When the group calling itself Weatherman was instituted at the SDS national convention in Chicago, Naison was there. Naison even joined another member of the group to sign a lease on a house in South Brooklyn. Naison participated in discussions for the Days of Rage to be held in Chicago in the fall of 1969. On a Saturday in October 1969 all that changed. Naison was in a park with a group of friends, and while there they met a group of teenagers. They started talking and soon learned that a café across the way would not serve them because they looked like hippies. Furious, Naison and the others marched into the café and demanded that they be served. The police were called and a fight ensued resulting in eleven arrests. After a couple of days in jail, Naison was released on bail (by his comrades) with the assumption that he would contact a gym teacher at a local school to get the word out about the Days of Rage. Naison did not want to put his life on the line and be back in jail within the week. After tangling with members of the Weatherman, Naison ceased associating with the group.
Naison was briefly investigated by the FBI. According to his memoir, the FBI bugged his house electronically and tried to question his neighbors, who, however, refused to say anything about him. After three days, the FBI was satisfied that he was no longer in the Weatherman and they left him alone. Naison lost one of his dearest friends, Ted Gold, during the accidental explosion of a Greenwich Village townhouse by an amateur SDS bomb-making group. Kathy Boudin, in the house at the time, had been one of his favorite contacts in the New York Collective, and she survived the blast. In his grief over the loss of Gold, Naison wrote a poem, published in Radical America, as a tribute to his fallen friend.

"I remember Ted Gold best...
"He is dead...
Of a bomb meant for better targets..."

==Presently==
Asked about his arrest during the Columbia incident, Naison replied, "Getting arrested to protest Columbia's attempt to build a gym in a Harlem Park was something I was proud of at the time—and am still proud of now." Naison claims that his only regret in life has been not leaving Weatherman when they started talking about getting rid of monogamy.

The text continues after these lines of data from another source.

//! The array capability and the concrete stores behind it
//!
//! Every array in the crate, compressed or not, exposes the same small
//! interface through the [`Array`] trait: shape, dtype and an outer-indexed
//! [`get`](Array::get) that returns an in-memory [`MaskedArray`].
//!
//! The stores a compressed array can wrap form the closed [`Store`] union:
//! - [`MemoryArray`]: a shared in-memory buffer
//! - [`FileArray`]: a lazily opened NetCDF variable
//! - [`SpilledArray`]: a buffer written out to a temporary file
//! - [`SharedArray`]: a buffer registered in a [`SharedArena`]

pub mod file;
pub mod memory;
pub mod shared;
pub mod spill;

pub use file::FileArray;
pub use memory::MemoryArray;
pub use shared::{SharedArena, SharedArray, SharedHandle};
pub use spill::{SpillConfig, SpilledArray};

use crate::element::{DataType, Element};
use crate::errors::Result;
use crate::indexing::Indices;
use crate::masked::MaskedArray;

/// Common contract of every array
pub trait Array {
    type Elem: Element;

    /// Size of each dimension
    fn shape(&self) -> &[usize];

    /// Read the subspace selected by `indices` into memory
    ///
    /// # Errors
    ///
    /// Returns `InvalidIndex` for a malformed expression and an I/O error if
    /// the backing storage cannot be read.
    fn get(&self, indices: &Indices) -> Result<MaskedArray<Self::Elem>>;

    /// A new wrapper over the same data; no values are copied
    #[must_use]
    fn copy(&self) -> Self
    where
        Self: Sized;

    /// Whether the values are held in memory rather than read from storage
    fn is_in_memory(&self) -> bool;

    fn dtype(&self) -> DataType {
        Self::Elem::DATA_TYPE
    }

    fn ndim(&self) -> usize {
        self.shape().len()
    }

    /// Number of cells
    fn size(&self) -> usize {
        self.shape().iter().product()
    }
}

/// The closed set of arrays that can back a compressed array
#[derive(Debug, Clone)]
pub enum Store<T: Element> {
    Memory(MemoryArray<T>),
    File(FileArray<T>),
    Spilled(SpilledArray<T>),
    Shared(SharedArray<T>),
}

impl<T: Element> Array for Store<T> {
    type Elem = T;

    fn shape(&self) -> &[usize] {
        match self {
            Self::Memory(array) => array.shape(),
            Self::File(array) => array.shape(),
            Self::Spilled(array) => array.shape(),
            Self::Shared(array) => array.shape(),
        }
    }

    fn get(&self, indices: &Indices) -> Result<MaskedArray<T>> {
        match self {
            Self::Memory(array) => array.get(indices),
            Self::File(array) => array.get(indices),
            Self::Spilled(array) => array.get(indices),
            Self::Shared(array) => array.get(indices),
        }
    }

    fn copy(&self) -> Self {
        match self {
            Self::Memory(array) => Self::Memory(array.copy()),
            Self::File(array) => Self::File(array.copy()),
            Self::Spilled(array) => Self::Spilled(array.copy()),
            Self::Shared(array) => Self::Shared(array.copy()),
        }
    }

    fn is_in_memory(&self) -> bool {
        match self {
            Self::Memory(array) => array.is_in_memory(),
            Self::File(array) => array.is_in_memory(),
            Self::Spilled(array) => array.is_in_memory(),
            Self::Shared(array) => array.is_in_memory(),
        }
    }
}

impl<T: Element> From<MemoryArray<T>> for Store<T> {
    fn from(array: MemoryArray<T>) -> Self {
        Self::Memory(array)
    }
}

impl<T: Element> From<FileArray<T>> for Store<T> {
    fn from(array: FileArray<T>) -> Self {
        Self::File(array)
    }
}

impl<T: Element> From<SpilledArray<T>> for Store<T> {
    fn from(array: SpilledArray<T>) -> Self {
        Self::Spilled(array)
    }
}

impl<T: Element> From<SharedArray<T>> for Store<T> {
    fn from(array: SharedArray<T>) -> Self {
        Self::Shared(array)
    }
}

impl<T: Element> From<MaskedArray<T>> for Store<T> {
    fn from(array: MaskedArray<T>) -> Self {
        Self::Memory(MemoryArray::new(array))
    }
}

/// Read `indices` out of an array that is already fully in memory
pub(crate) fn subspace<T: Element>(array: &MaskedArray<T>, indices: &Indices) -> Result<MaskedArray<T>> {
    if indices.is_all() {
        return Ok(array.clone());
    }
    let selectors = crate::indexing::parse_indices(array.shape(), indices)?;
    crate::indexing::extract_subspace(array, &selectors)
}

Naison has been on the faculty of Fordham University in New York City since 1970, where he is Professor of African American Studies and History, Director of the Bronx African American History Project, and has served as Director of Urban Studies. His most popular course at Fordham, "From Rock & Roll to Hip Hop: Urban Youth Cultures in Post War America", was the subject of an interview with him on National Public Radio.

He has written over a hundred articles and published three books on urban history, African-American History, and the history of sports. Naison has also appeared on The O'Reilly Factor, Chappelle's Show, and the Discovery Channel's The Greatest American. He has also been an outspoken critic of Teach for America.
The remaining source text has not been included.